Though this review was focused on identifying best practices and assessing the current state of reporting on those practices, several ancillary areas of future research remain. For example, it is unknown how much uncertainty not correcting or removing locational noise may be introduced to the estimation of exposure or how GPS wear protocols and processing steps could affect the detected associations with health outcomes. Future research may usefully estimate the magnitude of each of these practices and/or data loss on overall uncertainty or bias using a meta-analysis or similar approach. Perhaps the most evident need in future research, based on our findings, is a consensus on which practices should be reported, regardless of study design or research focus, and which practices may be optional. As mentioned in the Introduction section, this second step in our research process will make use of the themes identified in the current systematic review in order to build consensus among experts. With such a consensus, future geospatial health and exposure research will be more comparable, reliable and reproducible.
Because studies using GPS data may be used to quantify harmful exposures, and thus inform policies aimed at protecting the public from those exposures, the designation of minimum reporting for comparisons across studies would allow us to ensure that policies are based on the best available science. Furthermore, enabling meta-analyses to pool findings and create best guidance for policy could be afforded by efforts to standardise reporting.
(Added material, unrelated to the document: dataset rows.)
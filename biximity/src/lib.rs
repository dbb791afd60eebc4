//! Nearest bike-share stations.
//!
//! Fetches GBFS station data, picks the three stations closest to the
//! user and formats their bike, e-bike and dock availability. When the
//! network or the location lookup fails, cached data is shown instead.

pub mod cache;
pub mod config;
pub mod domain;
pub mod gbfs;
pub mod location;
pub mod nearest;
pub mod pipeline;
pub mod present;
pub mod text;
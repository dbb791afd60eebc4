//! Geographic coordinates and great-circle distance.

use serde::{Deserialize, Serialize};

/// Mean Earth radius used for haversine distances, in kilometres.
pub const EARTH_RADIUS_KM: f64 = 6371.0;

/// Error returned when a latitude or longitude is outside WGS84 ranges.
#[derive(Debug, Clone, PartialEq, thiserror::Error)]
#[error("invalid coordinates: {reason}")]
pub struct InvalidCoordinates {
    reason: &'static str,
}

/// A WGS84 position in decimal degrees.
///
/// Field names match the JSON written to the coordinates cache.
///
/// # Examples
///
/// ```
/// use biximity::domain::Coordinates;
///
/// let here = Coordinates::parse_checked(45.5017, -73.5673).unwrap();
/// assert_eq!(here.latitude, 45.5017);
///
/// assert!(Coordinates::parse_checked(91.0, 0.0).is_err());
/// assert!(Coordinates::parse_checked(0.0, -180.5).is_err());
/// ```
#[derive(Debug, Clone, Copy, PartialEq, Serialize, Deserialize)]
pub struct Coordinates {
    pub latitude: f64,
    pub longitude: f64,
}

impl Coordinates {
    /// Create coordinates without range checks.
    pub fn new(latitude: f64, longitude: f64) -> Self {
        Self {
            latitude,
            longitude,
        }
    }

    /// Create coordinates from user input, rejecting out-of-range values.
    pub fn parse_checked(latitude: f64, longitude: f64) -> Result<Self, InvalidCoordinates> {
        if !(-90.0..=90.0).contains(&latitude) {
            return Err(InvalidCoordinates {
                reason: "latitude must be within [-90, 90]",
            });
        }
        if !(-180.0..=180.0).contains(&longitude) {
            return Err(InvalidCoordinates {
                reason: "longitude must be within [-180, 180]",
            });
        }
        Ok(Self::new(latitude, longitude))
    }

    /// Great-circle distance to `other` in kilometres (haversine).
    pub fn haversine_km(&self, other: &Coordinates) -> f64 {
        haversine_km(
            self.latitude,
            self.longitude,
            other.latitude,
            other.longitude,
        )
    }
}

/// Haversine distance between two points given in degrees, in kilometres.
pub fn haversine_km(lat1: f64, lon1: f64, lat2: f64, lon2: f64) -> f64 {
    let d_lat = (lat2 - lat1).to_radians();
    let d_lon = (lon2 - lon1).to_radians();

    let a = (d_lat / 2.0).sin() * (d_lat / 2.0).sin()
        + lat1.to_radians().cos()
            * lat2.to_radians().cos()
            * (d_lon / 2.0).sin()
            * (d_lon / 2.0).sin();
    let c = 2.0 * a.sqrt().atan2((1.0 - a).sqrt());

    EARTH_RADIUS_KM * c
}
In summary, because there is currently no consensus for the optimal use or reporting of GPS data in spatial health and exposure research, studies tend to report what they feel is essential, yielding such variety that comparisons across studies are challenging. Throughout this review process, we found a lack of consistency in both reporting and methods. Some manuscripts were meticulous in identifying and reporting their process and procedures, either in the main text or appendix. For other manuscripts, we had considerable difficulty finding processing decisions, criteria or other critical information. This review underscores that the current state of GPS usage and processing practices reporting has significant room for improvement. Details pertaining to acquiring and processing of GPS data are vital so that future studies can fully assess the methods used, identify quality of data inclusion, compile findings in a meta-analysis or draw comparisons across studies.
Acknowledgments.
The authors thank Dr David Berrigan, Phil Hurvitz and Steve Mooney for help in conceptualising this research and providing critical feedback.
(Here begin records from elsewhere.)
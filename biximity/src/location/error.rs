//! Location lookup error types.

/// Why the current position could not be determined.
#[derive(Debug, Clone, PartialEq, Eq, thiserror::Error)]
pub enum LocationError {
    /// No position source is available
    #[error("location unavailable")]
    Unavailable,

    /// The user has not granted access to location services
    #[error("location permission denied")]
    PermissionDenied,

    /// The position source did not answer in time
    #[error("location lookup timed out")]
    Timeout,

    /// Any other provider failure
    #[error("location provider error: {0}")]
    Provider(String),
}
Correction notice: This article has been corrected since it was published. The funding grant number has been corrected.
Contributors: ALP: conceptualisation, data curation, investigation, methodology, formal analysis, resources, visualisation, writing—original draft, writing—review and editing. CDB, CT, J-AY: data curation, writing—review and editing. KP: conceptualisation, writing—review and editing. MMJ: conceptualisation, data curation, investigation, methodology, resources, visualisation, writing—original draft, writing—review and editing, guaranteed the content of the manuscript.
Funding: AP is funded by the National Cancer Institute (NCI) of the NationalInstitutes of Health (NIH) R01 CA239187.
Competing interests: None declared.
Patient and public involvement: Patients and/or the public were not involved in the design, or conduct, or reporting, or dissemination plans of this research.
Provenance and peer review: Not commissioned; externally peer reviewed.
Supplemental material: This content has been supplied by the author(s). It has not been vetted by BMJ Publishing Group Limited (BMJ) and may not have been peer-reviewed. Any opinions or recommendations discussed are solely those of the author(s) and are not endorsed by BMJ. BMJ disclaims all liability and responsibility arising from any reliance placed on the content. Where the content includes any translated material, BMJ does not warrant the accuracy and reliability of the translations (including but not limited to local regulations, clinical guidelines, terminology, drug names and drug dosages), and is not responsible for any error and/or omissions arising from translation and adaptation or otherwise.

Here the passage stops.